The growing need for devices boasting substantial energy and power storage capabilities, like capacitors, is driving extensive research and development efforts toward novel materials endowed with superior electrochemical properties. An example of a promising material in this field is found in carbon nanoonions (CNOs). These carbon-based nanostructures boast remarkable properties such as high conductivity, surface area, and stability. Unfortunately, their low energy density and capacitance act as a hindrance to their potential electrochemical application. To bypass this issue, chemical treatment is often employed as a means to improve the sorption processes and, thus, optimize the charge/discharge dynamics. Herein, three types of materials were prepared using commercially available chitosan (Chit) and unfunctionalized carbon nano-onions (p-CNOs), as well as functionalized CNOs with carboxylic fragments (ox-CNOs) and benzoic groups (benz-CNOs).

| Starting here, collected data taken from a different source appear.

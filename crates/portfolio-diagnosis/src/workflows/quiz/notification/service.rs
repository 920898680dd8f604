use std::sync::Arc;

use chrono::{DateTime, Utc};
use serde::{Serialize, Serializer};

use super::request::EmailRequest;
use super::templates::{
    render_admin_email, render_user_email, AdminBreakdown, AdminFormat, BreakdownKind,
};
use super::transport::{
    MailError, MailTransport, OutgoingMail, ADMIN_RECIPIENTS, ADMIN_SENDER, USER_SENDER,
};
use crate::config::MailConfig;

/// Connection facts echoed in failure responses. Never carries the credentials themselves.
#[derive(Debug, Clone, PartialEq, Eq, Serialize)]
#[serde(rename_all = "camelCase")]
pub struct TransportDiagnostics {
    pub smtp_host: String,
    pub smtp_port: u16,
    #[serde(rename = "smtpUser", serialize_with = "configured_label")]
    pub smtp_user_configured: bool,
}

fn configured_label<S: Serializer>(configured: &bool, serializer: S) -> Result<S::Ok, S::Error> {
    serializer.serialize_str(if *configured { "設定済み" } else { "未設定" })
}

/// Shape of the admin notification.
#[derive(Debug, Clone, Copy, PartialEq, Eq)]
pub struct NotificationSettings {
    pub admin_format: AdminFormat,
    pub admin_breakdown: BreakdownKind,
}

impl Default for NotificationSettings {
    fn default() -> Self {
        Self {
            admin_format: AdminFormat::Text,
            admin_breakdown: BreakdownKind::Amounts,
        }
    }
}

/// Both messages produced for one submission.
#[derive(Debug, Clone, PartialEq, Eq)]
pub struct NotificationBatch {
    pub user: OutgoingMail,
    pub admin: OutgoingMail,
}

/// Who was mailed for a successful delivery.
#[derive(Debug, Clone, PartialEq, Eq, Serialize)]
#[serde(rename_all = "camelCase")]
pub struct DeliveryReceipt {
    pub user_recipient: String,
    pub admin_recipients: Vec<String>,
}

/// Renders and sends the user report and the admin lead notification.
pub struct NotificationService<M> {
    transport: Arc<M>,
    settings: NotificationSettings,
    diagnostics: TransportDiagnostics,
}

impl<M> NotificationService<M>
where
    M: MailTransport + 'static,
{
    pub fn new(transport: Arc<M>, config: &MailConfig) -> Self {
        Self::with_settings(
            transport,
            NotificationSettings {
                admin_format: config.admin_format,
                admin_breakdown: config.admin_breakdown,
            },
            config.diagnostics(),
        )
    }

    pub fn with_settings(
        transport: Arc<M>,
        settings: NotificationSettings,
        diagnostics: TransportDiagnostics,
    ) -> Self {
        Self {
            transport,
            settings,
            diagnostics,
        }
    }

    pub fn diagnostics(&self) -> &TransportDiagnostics {
        &self.diagnostics
    }

    /// Renders both messages without sending anything.
    pub fn compose(
        &self,
        request: &EmailRequest,
        submitted_at: DateTime<Utc>,
    ) -> NotificationBatch {
        let outcome = &request.diagnosis_result;

        let user_document = render_user_email(
            &request.user_info,
            &request.portfolio,
            request.total_amount,
            outcome,
        );
        let breakdown = AdminBreakdown::select(
            self.settings.admin_breakdown,
            &request.amounts,
            &request.portfolio,
        );
        let admin_document = render_admin_email(
            &request.user_info,
            breakdown,
            outcome,
            submitted_at,
            self.settings.admin_format,
        );

        NotificationBatch {
            user: OutgoingMail {
                from: USER_SENDER,
                to: vec![request.user_info.email.trim().to_string()],
                subject: user_document.subject,
                body: user_document.body,
            },
            admin: OutgoingMail {
                from: ADMIN_SENDER,
                to: ADMIN_RECIPIENTS.iter().map(|address| address.to_string()).collect(),
                subject: admin_document.subject,
                body: admin_document.body,
            },
        }
    }

    /// Sends the user report, then the admin notification. The admin mail is not attempted
    /// when the user mail fails.
    pub async fn deliver(
        &self,
        request: &EmailRequest,
        submitted_at: DateTime<Utc>,
    ) -> Result<DeliveryReceipt, NotificationError> {
        let batch = self.compose(request, submitted_at);
        let receipt = DeliveryReceipt {
            user_recipient: batch.user.to.join(", "),
            admin_recipients: batch.admin.to.clone(),
        };

        self.transport
            .send(batch.user)
            .await
            .map_err(NotificationError::User)?;
        tracing::info!(recipient = %receipt.user_recipient, "user result mail sent");

        self.transport
            .send(batch.admin)
            .await
            .map_err(NotificationError::Admin)?;
        tracing::info!(recipients = ?receipt.admin_recipients, "admin notification sent");

        Ok(receipt)
    }
}

/// Error raised while delivering the result mails.
#[derive(Debug, thiserror::Error)]
pub enum NotificationError {
    #[error("user mail failed: {0}")]
    User(#[source] MailError),
    #[error("admin mail failed: {0}")]
    Admin(#[source] MailError),
}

The capacitance of each material was evaluated through cyclic voltammetry using different electrolytes (1.0 M), obtaining values of 34.1, 23.7, 14.1, 43.0, 59.3, and 36.2 Fg-1 for p-CNOs, benz-CNOs, ox-CNOs, p-CNOs/Chit 2:1, benz-CNOs/Chit 2:1, and ox-CNOs 3:1, respectively in Na2SO4, and for the composite p-CNOs/Chit 2:1 in MgSO4, with a specific capacitance of 43.0 Fg-1. We also used electrochemical impedance spectroscopy (EIS) to study the charge/discharge process at the electrodes, concluding that the fragments of the electron-withdrawing groups in the materials improved their electrochemical properties without compromising other intrinsical properties.